Sterling's near-20 percent plunge since the vote to leave the European Union has sent inflation expectations soaring, driving investors to wind back bets on further interest rate cuts and other Bank of England stimulus measures this year.
That plus foreign investor demand for an extra premium for buying gilts was driving up yields, analysts said. Though German Bund and U.S. Treasury yields have also been rising in recent days, the fact that gilt yields have risen at a faster pace reflects investor nervousness.
The benchmark 10-year gilt yield was at 1.13 percent by 1600 GMT, up around 3 basis points on the day, having risen to 1.223 percent earlier on Monday's nervousness.
"There's been a shift in dynamic since the start of October that's very unusual for a G10 currency, particularly for sterling, where higher yields are corresponding with a weaker currency," said BNP Paribas (PA:BNPP) currency strategist Sam Lynton-Brown.
"At the moment rather than higher yields driving sterling, you had a weaker pound driving higher inflation expectations, in turn driving a steeper and higher UK rates curve."
Halfway through October, the 10-year gilt yield is on track for one of the biggest monthly increases since the financial crisis, up 37 basis points since the end of September.
Most of the increase this month reflects expectations of higher inflation, with conventional bond yields rising fast but inflation-protected bonds less so. In the last few days though, inflation-protected bond prices have lost ground too.
"That does hint that there's a bit more of a risk premium being put into gilts overall than there was before," said Jason Simpson, strategist at Societe Generale (PA:SOGN).
Gilt yields have increased despite the BoE purchasing bonds worth about 14 billion pounds a month. But because the market had anticipated a further expansion of monetary policy - which now looks unlikely this year - yields have surged back as these expectations unwound.

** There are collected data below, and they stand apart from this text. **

#![allow(dead_code)]

use calibsync_core::diff::InstrumentUpdate;
use calibsync_core::model::audit::{AuditEntry, NewAuditEntry};
use calibsync_core::repo::{
    ApplyContext, LeaseHolder, LeaseOutcome, LockRepository, ReconciliationStore,
    SessionRepository, StoreResult,
};
use calibsync_core::source::{PageRequest, SourcePage};
use calibsync_core::{
    CalibrationRecord, ExternalId, Instrument, InstrumentId, InstrumentStatus, RawRecord,
    RetryPolicy, SessionId, SourceConnector, SourceError, SyncConfig, SyncSession,
};
use chrono::NaiveDate;
use std::collections::HashMap;
use std::io::{BufRead, BufReader, Write};
use std::net::{TcpListener, TcpStream};
use std::path::Path;
use std::sync::atomic::{AtomicUsize, Ordering};
use std::sync::{Arc, Mutex};
use std::thread::{self, JoinHandle};
use std::time::Duration;
use uuid::Uuid;

pub fn date(y: i32, m: u32, d: u32) -> NaiveDate {
    NaiveDate::from_ymd_opt(y, m, d).unwrap()
}

pub fn record(external_id: &str, tag: &str, due_date: &str) -> RawRecord {
    RawRecord::new()
        .with("external_id", external_id)
        .with("tag", tag)
        .with("category", "Thermometer")
        .with("location", "Lab 1")
        .with("due_date", due_date)
        .with("status", "active")
}

/// Default config with zero retry delays.
pub fn test_config() -> SyncConfig {
    SyncConfig {
        retry: RetryPolicy::immediate(3),
        ..SyncConfig::default()
    }
}

/// Inserts an in-flight session so apply calls have a valid session reference.
pub fn begin_test_session<S: SessionRepository>(store: &S) -> ApplyContext {
    let session = SyncSession::new(0, None);
    store.begin_session(&session).unwrap();
    ApplyContext {
        session_id: session.id,
        today: date(2024, 6, 1),
    }
}

#[derive(Debug, Clone, Copy)]
pub enum Fault {
    Unavailable,
    Malformed,
}

/// In-memory paged connector with fault injection.
///
/// Cursors are page indexes. Faults are consumed one per request of the
/// faulty page; slow pages sleep on every request.
pub struct MemorySource {
    pages: Vec<Vec<RawRecord>>,
    faults: Mutex<HashMap<usize, Vec<Fault>>>,
    slow_pages: HashMap<usize, Duration>,
    calls: AtomicUsize,
}

impl MemorySource {
    pub fn new(records: Vec<RawRecord>, page_size: usize) -> Self {
        let mut pages: Vec<Vec<RawRecord>> = records
            .chunks(page_size.max(1))
            .map(<[RawRecord]>::to_vec)
            .collect();
        if pages.is_empty() {
            pages.push(Vec::new());
        }
        Self {
            pages,
            faults: Mutex::new(HashMap::new()),
            slow_pages: HashMap::new(),
            calls: AtomicUsize::new(0),
        }
    }

    pub fn fail_page(self, page: usize, fault: Fault, times: usize) -> Self {
        self.faults
            .lock()
            .unwrap()
            .entry(page)
            .or_default()
            .extend(std::iter::repeat(fault).take(times));
        self
    }

    pub fn slow_page(mut self, page: usize, delay: Duration) -> Self {
        self.slow_pages.insert(page, delay);
        self
    }

    pub fn calls(&self) -> usize {
        self.calls.load(Ordering::SeqCst)
    }
}

impl SourceConnector for MemorySource {
    fn source_id(&self) -> &str {
        "memory"
    }

    fn fetch_page(&self, request: &PageRequest) -> Result<SourcePage, SourceError> {
        self.calls.fetch_add(1, Ordering::SeqCst);
        let index: usize = request
            .cursor
            .as_deref()
            .map(|cursor| cursor.parse().unwrap())
            .unwrap_or(0);

        let fault = {
            let mut faults = self.faults.lock().unwrap();
            faults
                .get_mut(&index)
                .and_then(|queue| (!queue.is_empty()).then(|| queue.remove(0)))
        };
        match fault {
            Some(Fault::Unavailable) => {
                return Err(SourceError::Unavailable("connection reset".to_string()))
            }
            Some(Fault::Malformed) => {
                return Err(SourceError::Malformed("missing items array".to_string()))
            }
            None => {}
        }
        if let Some(delay) = self.slow_pages.get(&index) {
            std::thread::sleep(*delay);
        }

        let next_cursor = (index + 1 < self.pages.len()).then(|| (index + 1).to_string());
        Ok(SourcePage {
            records: self.pages[index].clone(),
            next_cursor,
        })
    }
}

/// Store wrapper that runs `hook` before every apply call.
pub struct HookedStore<'a, S> {
    pub inner: S,
    hook: Box<dyn Fn(&ExternalId) + 'a>,
}

impl<'a, S> HookedStore<'a, S> {
    pub fn new(inner: S, hook: impl Fn(&ExternalId) + 'a) -> Self {
        Self {
            inner,
            hook: Box::new(hook),
        }
    }
}

impl<S: ReconciliationStore> ReconciliationStore for HookedStore<'_, S> {
    fn snapshot(&self) -> StoreResult<Vec<Instrument>> {
        self.inner.snapshot()
    }

    fn get_instrument(&self, id: InstrumentId) -> StoreResult<Option<Instrument>> {
        self.inner.get_instrument(id)
    }

    fn find_live_instrument(&self, external_id: &ExternalId) -> StoreResult<Option<Instrument>> {
        self.inner.find_live_instrument(external_id)
    }

    fn calibration_history(&self, id: InstrumentId) -> StoreResult<Vec<CalibrationRecord>> {
        self.inner.calibration_history(id)
    }

    fn apply_create(
        &self,
        instrument: &Instrument,
        context: &ApplyContext,
    ) -> StoreResult<Instrument> {
        (self.hook)(&instrument.external_id);
        self.inner.apply_create(instrument, context)
    }

    fn apply_update(&self, update: &InstrumentUpdate, context: &ApplyContext) -> StoreResult<i64> {
        (self.hook)(&update.external_id);
        self.inner.apply_update(update, context)
    }

    fn apply_soft_delete(
        &self,
        id: InstrumentId,
        expected_revision: i64,
        context: &ApplyContext,
    ) -> StoreResult<i64> {
        if let Some(instrument) = self.inner.get_instrument(id)? {
            (self.hook)(&instrument.external_id);
        }
        self.inner.apply_soft_delete(id, expected_revision, context)
    }

    fn set_manual_status(&self, id: InstrumentId, status: InstrumentStatus) -> StoreResult<i64> {
        self.inner.set_manual_status(id, status)
    }

    fn record_audit(&self, entry: &NewAuditEntry) -> StoreResult<i64> {
        self.inner.record_audit(entry)
    }

    fn audit_for_instrument(&self, id: InstrumentId) -> StoreResult<Vec<AuditEntry>> {
        self.inner.audit_for_instrument(id)
    }

    fn audit_for_session(&self, id: SessionId) -> StoreResult<Vec<AuditEntry>> {
        self.inner.audit_for_session(id)
    }

    fn backup_to(&self, dest: &Path) -> StoreResult<()> {
        self.inner.backup_to(dest)
    }
}

impl<S: SessionRepository> SessionRepository for HookedStore<'_, S> {
    fn begin_session(&self, session: &SyncSession) -> StoreResult<()> {
        self.inner.begin_session(session)
    }

    fn save_session_progress(&self, session: &SyncSession) -> StoreResult<()> {
        self.inner.save_session_progress(session)
    }

    fn seal_session(&self, session: &SyncSession) -> StoreResult<()> {
        self.inner.seal_session(session)
    }

    fn get_session(&self, id: SessionId) -> StoreResult<Option<SyncSession>> {
        self.inner.get_session(id)
    }

    fn list_sessions(&self, limit: u32) -> StoreResult<Vec<SyncSession>> {
        self.inner.list_sessions(limit)
    }

    fn last_succeeded_session(&self) -> StoreResult<Option<SyncSession>> {
        self.inner.last_succeeded_session()
    }

    fn seal_abandoned_sessions(&self, finished_at: i64) -> StoreResult<Vec<SessionId>> {
        self.inner.seal_abandoned_sessions(finished_at)
    }
}

impl<S: LockRepository> LockRepository for HookedStore<'_, S> {
    fn try_acquire_lease(
        &self,
        owner: Uuid,
        operation: &str,
        now_ms: i64,
        stale_after_ms: i64,
    ) -> StoreResult<LeaseOutcome> {
        self.inner
            .try_acquire_lease(owner, operation, now_ms, stale_after_ms)
    }

    fn refresh_lease(&self, owner: Uuid, now_ms: i64) -> StoreResult<bool> {
        self.inner.refresh_lease(owner, now_ms)
    }

    fn release_lease(&self, owner: Uuid) -> StoreResult<()> {
        self.inner.release_lease(owner)
    }

    fn current_lease(&self) -> StoreResult<Option<LeaseHolder>> {
        self.inner.current_lease()
    }
}

/// Canned reply of [`MockListServer`].
#[derive(Debug, Clone)]
pub struct MockResponse {
    pub status: u16,
    pub body: String,
    pub delay: Duration,
}

impl MockResponse {
    pub fn json(status: u16, body: impl Into<String>) -> Self {
        Self {
            status,
            body: body.into(),
            delay: Duration::ZERO,
        }
    }

    pub fn delayed(mut self, delay: Duration) -> Self {
        self.delay = delay;
        self
    }
}

/// Request line and `Authorization` header seen by [`MockListServer`].
#[derive(Debug, Clone, Default)]
pub struct SeenRequest {
    pub target: String,
    pub authorization: Option<String>,
}

/// One-connection-per-request HTTP server on localhost that replays canned
/// responses in order, then stops accepting.
pub struct MockListServer {
    listener: TcpListener,
}

impl MockListServer {
    pub fn bind() -> Self {
        Self {
            listener: TcpListener::bind("127.0.0.1:0").unwrap(),
        }
    }

    pub fn base_url(&self) -> String {
        format!("http://{}", self.listener.local_addr().unwrap())
    }

    pub fn url(&self) -> String {
        format!("{}/instruments", self.base_url())
    }

    pub fn serve(self, responses: Vec<MockResponse>) -> MockHandle {
        let seen = Arc::new(Mutex::new(Vec::new()));
        let log = Arc::clone(&seen);
        let thread = thread::spawn(move || {
            for response in responses {
                let Ok((stream, _)) = self.listener.accept() else {
                    return;
                };
                let request = read_request(&stream);
                log.lock().unwrap().push(request);
                thread::sleep(response.delay);
                write_response(stream, &response);
            }
        });
        MockHandle { seen, thread }
    }
}

pub struct MockHandle {
    seen: Arc<Mutex<Vec<SeenRequest>>>,
    thread: JoinHandle<()>,
}

impl MockHandle {
    pub fn requests(&self) -> Vec<SeenRequest> {
        self.seen.lock().unwrap().clone()
    }

    /// Waits until every canned response was served.
    pub fn join(self) -> Vec<SeenRequest> {
        let MockHandle { seen, thread } = self;
        thread.join().unwrap();
        let requests = seen.lock().unwrap().clone();
        requests
    }
}

fn read_request(stream: &TcpStream) -> SeenRequest {
    let mut reader = BufReader::new(stream);
    let mut request = SeenRequest::default();
    let mut line = String::new();
    while reader.read_line(&mut line).unwrap_or(0) > 0 {
        let trimmed = line.trim_end();
        if trimmed.is_empty() {
            break;
        }
        if request.target.is_empty() {
            request.target = trimmed.split(' ').nth(1).unwrap_or_default().to_string();
        } else if let Some((name, value)) = trimmed.split_once(':') {
            if name.eq_ignore_ascii_case("authorization") {
                request.authorization = Some(value.trim().to_string());
            }
        }
        line.clear();
    }
    request
}

fn write_response(mut stream: TcpStream, response: &MockResponse) {
    let head = format!(
        "HTTP/1.1 {} Mock\r\nContent-Type: application/json\r\nContent-Length: {}\r\nConnection: close\r\n\r\n",
        response.status,
        response.body.len()
    );
    let _ = stream.write_all(head.as_bytes());
    let _ = stream.write_all(response.body.as_bytes());
    let _ = stream.flush();
}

Societe Generale's Simpson added that money markets now priced in only about a 10 percent chance of an interest rate cut in November.
INFLATION DATA EYED
Inflation figures on Tuesday mark the next major event. Economists expect that consumer prices rose by 0.9 percent in the year to September, up from 0.6 percent in August.
Inflation is expected to rise above 2 percent in 2017 because of a sharp fall in the value of the pound.
At the same time, the economy is expected to slow as Britain begins the process of leaving the EU and tries to negotiate new trade deals, leaving the economy facing a potentially toxic mix of a tumbling currency, rising yields, accelerating inflation and sluggish growth.
BoE Governor Mark Carney told a public meeting on Friday that he was willing to allow inflation to run "a bit" higher than the central bank's 2-percent target to help employment and allow Britain's economy to grow.
Nonetheless, sterling fell to $1.2165, having lost 6 percent in the past two weeks alone, after Prime Minister Theresa May raised the spectre of a "hard" Brexit, where the government will negotiate for an exit that favours tighter immigration controls over free trade.
Against the euro the pound fell 0.2 percent to 90.25 pence.
Trade-weighted sterling was at 73.8, not far from a record low of 73.4 struck last week.